▸ Brief: Please output exactly the lines of the material from the first through the line containing "pub const HUB: &str", and nothing more.

-- Data follows --

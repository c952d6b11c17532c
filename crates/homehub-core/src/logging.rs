//! Logging facilities for HomeHub.
//!
//! HomeHub uses the `tracing` crate for instrumentation. To see logs, install
//! a tracing subscriber in the application:
//!
//! ```ignore
//! tracing_subscriber::fmt()
//!     .with_env_filter("homehub=debug,homehub_core=info")
//!     .init();
//! ```
//!
//! Every log line emitted by the workspace uses one of the [`targets`] below,
//! so filters can select a single resource.

/// Target names for log filtering.
///
/// Use these with `tracing` directives to filter logs by subsystem.
pub mod targets {
    /// Core crate target.
    pub const CORE: &str = "homehub_core";
    /// Signal/slot system target.
    pub const SIGNAL: &str = "homehub_core::signal";
    /// Property system target.
    pub const PROPERTY: &str = "homehub_core::property";
    /// Authorization gate target.
    pub const AUTHORIZATION: &str = "homehub::authorization";
    /// Calendar resource target.
    pub const CALENDAR: &str = "homehub::calendar";
    /// Location resource target.
    pub const LOCATION: &str = "homehub::location";
    /// Weather resource target.
    pub const WEATHER: &str = "homehub::weather";
    /// Orchestrator target.
    pub const HUB: &str = "homehub::hub";
    /// Configuration loading target.
    pub const CONFIG: &str = "homehub::config";
    /// HTTP client target.
    pub const NET: &str = "homehub_net";
}
//! Error types for the HomeHub resources.
//!
//! Each concern has its own enum. Authorization and removal errors reach the
//! orchestrator as typed results; weather errors never leave
//! [`WeatherResource`](crate::weather::WeatherResource).

use std::path::PathBuf;

use chrono::{DateTime, Utc};

/// Instruction shown when calendar access was granted write-only.
pub const UPGRADE_INSTRUCTION: &str = "The app has write-only access to Calendar in Settings. \
     Please grant it full access so the app can fetch and delete your events.";

/// Why a gated capability cannot be used.
#[derive(Debug, Clone, PartialEq, Eq, thiserror::Error)]
pub enum AuthorizationError {
    /// The device policy forbids access (parental controls, MDM).
    #[error("This device doesn't allow access to Calendar.")]
    Restricted,

    /// The user refused access.
    #[error("The app doesn't have permission to Calendar in Settings.")]
    Denied,

    /// Access was granted, but not enough of it.
    #[error("{instruction}")]
    InsufficientGrant { instruction: String },

    /// The platform reported a status this crate does not know, or failed
    /// while prompting.
    #[error("An unknown error occurred.")]
    Unknown,
}

impl AuthorizationError {
    /// The write-only grant error with the standard upgrade instruction.
    pub fn insufficient_grant() -> Self {
        Self::InsufficientGrant {
            instruction: UPGRADE_INSTRUCTION.to_string(),
        }
    }
}

// ============================================================================
// Platform errors
// ============================================================================

/// Failure reported by a platform client (calendar store, permission prompt).
#[derive(Debug, Clone, PartialEq, Eq, thiserror::Error)]
pub enum PlatformError {
    /// No event with this identifier exists in the store.
    #[error("event '{0}' not found")]
    NotFound(String),

    /// The store refuses modifications.
    #[error("calendar store is read-only")]
    ReadOnly,

    /// Any other platform failure.
    #[error("{0}")]
    Failed(String),
}

impl PlatformError {
    /// Create a generic platform failure.
    pub fn failed(message: impl Into<String>) -> Self {
        Self::Failed(message.into())
    }
}

/// A batch removal that was rolled back.
///
/// When this is returned the store has been reset and no event was removed.
#[derive(Debug, Clone, PartialEq, Eq, thiserror::Error)]
pub enum RemovalError {
    /// Staging one event failed.
    #[error("failed to stage removal of event '{identifier}': {source}")]
    Stage {
        identifier: String,
        #[source]
        source: PlatformError,
    },

    /// Committing the staged batch failed.
    #[error("failed to commit event removals: {source}")]
    Commit {
        #[source]
        source: PlatformError,
    },
}

impl RemovalError {
    /// The underlying store error.
    pub fn platform_error(&self) -> &PlatformError {
        match self {
            Self::Stage { source, .. } | Self::Commit { source } => source,
        }
    }
}

/// Failure of a one-shot location request.
#[derive(Debug, Clone, PartialEq, Eq, thiserror::Error)]
pub enum LocationError {
    /// No usable location: access refused, empty update, or the request was
    /// abandoned.
    #[error("Something went wrong.")]
    GenericError,

    /// The location service reported an error.
    #[error("location service failed: {0}")]
    Platform(String),

    /// No answer within the configured timeout.
    #[error("location request timed out")]
    TimedOut,
}

/// Failure of a weather backend.
#[derive(Debug, Clone, PartialEq, thiserror::Error)]
pub enum WeatherError {
    /// The backend answered with an error or could not be reached.
    #[error("weather service failed: {0}")]
    Service(String),

    /// HTTP failure talking to Open-Meteo.
    #[cfg(feature = "open-meteo")]
    #[error("weather request failed: {0}")]
    Network(#[from] homehub_net::NetworkError),
}

/// A fetch window whose start lies after its end.
#[derive(Debug, Clone, Copy, PartialEq, Eq, thiserror::Error)]
#[error("window start {start} is after end {end}")]
pub struct WindowError {
    pub start: DateTime<Utc>,
    pub end: DateTime<Utc>,
}

// ============================================================================
// Configuration errors
// ============================================================================

/// Errors loading or validating a [`HubConfig`](crate::config::HubConfig).
#[derive(Debug, thiserror::Error)]
pub enum ConfigError {
    /// The config file could not be read.
    #[error("Failed to read config '{path}': {source}")]
    Io {
        path: PathBuf,
        #[source]
        source: std::io::Error,
    },

    /// The TOML was malformed or had wrong types.
    #[error("Failed to parse config: {0}")]
    Parse(#[from] toml::de::Error),

    /// A value parsed but is out of range.
    #[error("Invalid value for '{field}': {message}")]
    Invalid { field: &'static str, message: String },
}

impl ConfigError {
    /// Create an I/O error.
    pub fn io(path: impl Into<PathBuf>, source: std::io::Error) -> Self {
        Self::Io {
            path: path.into(),
            source,
        }
    }

    /// Create a validation error.
    pub fn invalid(field: &'static str, message: impl Into<String>) -> Self {
        Self::Invalid {
            field,
            message: message.into(),
        }
    }
}
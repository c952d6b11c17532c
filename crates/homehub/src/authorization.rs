//! Permission gating.
//!
//! [`AuthorizationGate`] turns a provider's raw [`AuthorizationStatus`] into
//! a decision: proceed, prompt the user, or fail with a typed
//! [`AuthorizationError`].

use async_trait::async_trait;
use homehub_core::logging::targets;

use crate::error::{AuthorizationError, PlatformError};
use crate::model::AuthorizationStatus;

/// A platform service whose use requires the user's permission.
#[async_trait]
pub trait AuthorizationProvider: Send + Sync {
    /// Current grant, read synchronously.
    fn authorization_status(&self) -> AuthorizationStatus;

    /// Show the permission prompt and wait for the answer.
    ///
    /// Returns `true` when full access was granted.
    async fn request_access(&self) -> Result<bool, PlatformError>;
}

/// What [`AuthorizationGate::verify`] does for a status.
#[derive(Debug, Clone, PartialEq, Eq)]
pub enum Verdict {
    Proceed,
    Prompt,
    Refuse(AuthorizationError),
}

impl Verdict {
    pub fn for_status(status: AuthorizationStatus) -> Self {
        match status {
            AuthorizationStatus::NotDetermined => Self::Prompt,
            AuthorizationStatus::FullAccess => Self::Proceed,
            AuthorizationStatus::Restricted => Self::Refuse(AuthorizationError::Restricted),
            AuthorizationStatus::Denied => Self::Refuse(AuthorizationError::Denied),
            AuthorizationStatus::WriteOnly => {
                Self::Refuse(AuthorizationError::insufficient_grant())
            }
            AuthorizationStatus::Unknown => Self::Refuse(AuthorizationError::Unknown),
        }
    }
}

/// Authorization policy for one gated capability.
pub struct AuthorizationGate<'a, P: AuthorizationProvider + ?Sized> {
    provider: &'a P,
    capability: &'static str,
}

impl<'a, P: AuthorizationProvider + ?Sized> AuthorizationGate<'a, P> {
    pub fn new(provider: &'a P) -> Self {
        Self {
            provider,
            capability: "calendar",
        }
    }

    /// Name the capability in log output.
    pub fn with_capability(mut self, capability: &'static str) -> Self {
        self.capability = capability;
        self
    }

    pub fn current_status(&self) -> AuthorizationStatus {
        self.provider.authorization_status()
    }

    pub fn is_full_access(&self) -> bool {
        self.current_status().is_full_access()
    }

    pub fn is_write_only_or_full_access(&self) -> bool {
        self.current_status().is_write_only_or_full_access()
    }

    /// Prompt the user. A platform failure while prompting becomes
    /// [`AuthorizationError::Unknown`].
    pub async fn request_access(&self) -> Result<bool, AuthorizationError> {
        match self.provider.request_access().await {
            Ok(granted) => {
                tracing::debug!(
                    target: targets::AUTHORIZATION,
                    capability = self.capability,
                    granted,
                    "access prompt answered"
                );
                Ok(granted)
            }
            Err(error) => {
                tracing::warn!(
                    target: targets::AUTHORIZATION,
                    capability = self.capability,
                    %error,
                    "access prompt failed"
                );
                Err(AuthorizationError::Unknown)
            }
        }
    }

    /// Apply the policy to the current status, prompting if undetermined.
    #[tracing::instrument(
        skip_all,
        target = "homehub::authorization",
        name = "authorization.verify",
        fields(capability = self.capability)
    )]
    pub async fn verify(&self) -> Result<bool, AuthorizationError> {
        let status = self.current_status();
        match Verdict::for_status(status) {
            Verdict::Proceed => Ok(true),
            Verdict::Prompt => self.request_access().await,
            Verdict::Refuse(error) => {
                tracing::debug!(
                    target: targets::AUTHORIZATION,
                    %status,
                    %error,
                    "access refused"
                );
                Err(error)
            }
        }
    }
}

-- Data concluded --

▸ Task output:
repository c952d6b11c17532c
filename crates/homehub-core/src/logging.rs
//! Logging facilities for HomeHub.
//!
//! HomeHub uses the `tracing` crate for instrumentation. To see logs, install
//! a tracing subscriber in the application:
//!
//! ```ignore
//! tracing_subscriber::fmt()
//!     .with_env_filter("homehub=debug,homehub_core=info")
//!     .init();
//! ```
//!
//! Every log line emitted by the workspace uses one of the [`targets`] below,
//! so filters can select a single resource.

/// Target names for log filtering.
///
/// Use these with `tracing` directives to filter logs by subsystem.
pub mod targets {
    /// Core crate target.
    pub const CORE: &str = "homehub_core";
    /// Signal/slot system target.
    pub const SIGNAL: &str = "homehub_core::signal";
    /// Property system target.
    pub const PROPERTY: &str = "homehub_core::property";
    /// Authorization gate target.
    pub const AUTHORIZATION: &str = "homehub::authorization";
    /// Calendar resource target.
    pub const CALENDAR: &str = "homehub::calendar";
    /// Location resource target.
    pub const LOCATION: &str = "homehub::location";
    /// Weather resource target.
    pub const WEATHER: &str = "homehub::weather";
    /// Orchestrator target.
    pub const HUB: &str = "homehub::hub";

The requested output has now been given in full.